Oliver…going viral written by Oliver Cross

Dear all,

I think if I could live my life again, and was granted some additional brains, I would have become a virologist.

Then, after a useful and interesting working life, during which most people changed the subject if I tried to talk about my profession, I would suddenly have become as in-demand as, for example, Benedict Cumberbatch or a modestly-priced plumber – and it’s possible that Benedict Cumberbatch, in view of the reduced lockdown opportunities for actors, might decide to retrain as a plumber, which would make him a winner twice over.

Anyway, experts such as the assistant professor of virology (retd.) at the University of Seacroft can now make a first-class living telling us about the microscopic life that shapes all our lives, although we don’t recognise it under normal circumstances and, under normal circumstances, we don’t mistake virologists for media stars.

This is how things have been turned upside-down by the coronavirus; when we worried about the natural world, it was mainly about large endangered mammals such as white rhinos or pandas; now it’s about something so small that it takes a specialist to measure the difference between it and nothing at all.

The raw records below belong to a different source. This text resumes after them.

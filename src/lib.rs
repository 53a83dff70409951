//! End-to-end verification harness for the TrainingJob operator.
//!
//! A pass submits a TrainingJob custom resource, waits for the operator to
//! drive it to a terminal state, checks that the batch Job backing every
//! replica was created, then deletes the TrainingJob and waits for all of
//! those replica Jobs to be garbage collected.  The binary repeats the pass
//! a configured number of times, prints a minimal TAP
//! (<https://testanything.org/>) report line per pass, and exits non-zero if
//! any pass failed, so it can run as a helm test or CI gate against a live
//! cluster.

pub mod cluster;
pub mod crd;
pub mod error;
pub mod harness;
pub mod poll;
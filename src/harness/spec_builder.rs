//! Construction of the TrainingJob each verification pass submits.
//!
//! The workload is the GPU smoke job: a single MASTER replica whose container
//! needs the NVIDIA device nodes mounted from the host and a privileged
//! security context to open them.

use std::collections::BTreeMap;

use k8s_openapi::api::core::v1::{
    Container, EnvVar, HostPathVolumeSource, PodSpec, PodTemplateSpec, SecurityContext, Volume,
    VolumeMount,
};
use rand::Rng;

use crate::crd::training_job::{ReplicaSpec, ReplicaType, TrainingJob, TrainingJobSpec};
use crate::harness::HarnessConfig;

/// Label applied to every job the harness submits, so test resources are
/// identifiable (and sweepable) in a shared cluster.
pub const TEST_LABEL: &str = "e2e.kubetrain.io/test";

const NVIDIA_DEVICES: [&str; 3] = ["/dev/nvidia0", "/dev/nvidiactl", "/dev/nvidia-uvm"];

/// Random lowercase-alphanumeric suffix for generated job names; repeated
/// passes must not collide on the fixed name prefix.
pub fn rand_suffix(len: usize) -> String {
    const CHARSET: &[u8] = b"abcdefghijklmnopqrstuvwxyz0123456789";
    let mut rng = rand::thread_rng();
    (0..len)
        .map(|_| CHARSET[rng.gen_range(0..CHARSET.len())] as char)
        .collect()
}

/// Build the TrainingJob for one pass: one MASTER replica on port 2222
/// running the configured image.
pub fn build_training_job(name: &str, config: &HarnessConfig) -> TrainingJob {
    let mut job = TrainingJob::new(
        name,
        TrainingJobSpec {
            replica_specs: vec![ReplicaSpec {
                replica_type: ReplicaType::Master,
                replicas: 1,
                port: 2222,
                template: Some(gpu_pod_template(&config.image)),
            }],
        },
    );
    job.metadata.labels = Some(BTreeMap::from([(TEST_LABEL.to_string(), String::new())]));
    job
}

fn gpu_pod_template(image: &str) -> PodTemplateSpec {
    PodTemplateSpec {
        spec: Some(PodSpec {
            containers: vec![Container {
                name: "tensorflow".to_string(),
                image: Some(image.to_string()),
                args: Some(vec!["--gpu".to_string()]),
                env: Some(vec![env("LD_LIBRARY_PATH", "/usr/local/cuda/lib64")]),
                security_context: Some(SecurityContext {
                    privileged: Some(true),
                    ..Default::default()
                }),
                volume_mounts: Some(nvidia_volume_mounts()),
                ..Default::default()
            }],
            volumes: Some(nvidia_volumes()),
            restart_policy: Some("OnFailure".to_string()),
            ..Default::default()
        }),
        ..Default::default()
    }
}

/// Host-path volumes for the NVIDIA device nodes, one per device.
fn nvidia_volumes() -> Vec<Volume> {
    NVIDIA_DEVICES
        .iter()
        .map(|path| Volume {
            name: device_volume_name(path),
            host_path: Some(HostPathVolumeSource {
                path: path.to_string(),
                ..Default::default()
            }),
            ..Default::default()
        })
        .collect()
}

/// Volume mounts matching [`nvidia_volumes`]; the device appears at the same
/// path inside the container.
fn nvidia_volume_mounts() -> Vec<VolumeMount> {
    NVIDIA_DEVICES
        .iter()
        .map(|path| VolumeMount {
            name: device_volume_name(path),
            mount_path: path.to_string(),
            ..Default::default()
        })
        .collect()
}

/// `/dev/nvidia-uvm` → `dev-nvidia-uvm`.
fn device_volume_name(path: &str) -> String {
    path.trim_start_matches('/').replace('/', "-")
}

/// Shorthand for a plain-value `EnvVar`.
fn env(name: &str, value: impl Into<String>) -> EnvVar {
    EnvVar {
        name: name.into(),
        value: Some(value.into()),
        ..Default::default()
    }
}
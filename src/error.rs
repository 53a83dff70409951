use std::fmt;

use thiserror::Error;

use crate::harness::completion::CompletionOutcome;

/// Comma-separated list of resource names, for error messages that must
/// identify every offending resource.
#[derive(Debug)]
pub struct NameList(pub Vec<String>);

impl fmt::Display for NameList {
    fn fmt(&self, f: &mut fmt::Formatter<'_>) -> fmt::Result {
        write!(f, "{}", self.0.join(", "))
    }
}

#[derive(Error, Debug)]
pub enum Error {
    /// The API rejected the TrainingJob submission (name collision,
    /// validation failure).  Aborts the pass, no retry.
    #[error("failed to submit TrainingJob {name}: {source}")]
    Submission {
        name: String,
        #[source]
        source: kube::Error,
    },

    /// Every status fetch failed before the completion deadline, so there is
    /// no resource to inspect.
    #[error("failed to get TrainingJob {0}")]
    ResourceUnavailable(String),

    /// The job finished in Failed, or never reached a terminal state before
    /// the deadline.  Carries the last observed resource for diagnostics.
    #[error("TrainingJob {name} did not succeed ({outcome}); last observed:\n{snapshot}")]
    JobDidNotSucceed {
        name: String,
        outcome: CompletionOutcome,
        snapshot: String,
    },

    /// The controller accepted the job but never assigned a run id, so
    /// replica resource names cannot be derived.
    #[error("TrainingJob {0} reached a terminal state without a run id")]
    MissingRunId(String),

    /// One or more replica Jobs the controller should have created do not
    /// exist.
    #[error("TrainingJob {name} is missing replica resources: {missing}")]
    ResourceVerification { name: String, missing: NameList },

    /// Deleting the parent TrainingJob failed; garbage collection cannot be
    /// verified.
    #[error("failed to delete TrainingJob {name}: {source}")]
    Delete {
        name: String,
        #[source]
        source: kube::Error,
    },

    /// Replica Jobs survived past the garbage-collection deadline.
    #[error(
        "TrainingJob {name} replica resources still present after the deletion deadline: {remaining}"
    )]
    IncompleteGarbageCollection { name: String, remaining: NameList },

    #[error("Kubernetes API error: {0}")]
    Kube(#[from] kube::Error),
}

/// Short alias used throughout the crate.
pub type Result<T, E = Error> = std::result::Result<T, E>;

Somewhere between the two, size-wise, is the Asian (also called the Indian) hornet, an ugly brute which enjoys eating our lovely English honey bees and is at present attempting to invade us from the Channel Islands (all together now: ‘Who do you think you are kidding Mr Hitler…’).

This has been rather overlooked during the bigger crisis, even though Asian hornets can – extremely rarely – kill humans, which is why The Sun calls them Murder Hornets, presumably on a par with Murder Falling Meteorites or Murder Loose Paving Stones.

Even worse, a hornet invasion, says The Sun, would cause ‘a staggering’  £7.6m in damage. Since the 2008 financial crash, I’ve given up being staggered by anything , so I feel quite relaxed about the Murder Hornets grabbing £7.6m, which might otherwise have bought  half a small primary school or taken you, at £307m a mile by official estimates, on a very short trip  along the proposed HS2 rail line.

The banking crash apparently cost us all £7.4 trillion in lost output alone, which is close to a million times less than the cost of the Murder Hornets, not that numbers, when they reach these heights, are comprehensible to the non-specialist, however much they may ruin our lives.

Coronavirus  particles, says Google, have diameters of  approximately 0.125 microns, which I find as impossible to picture as a trillion pounds, not being a virologist or a banker.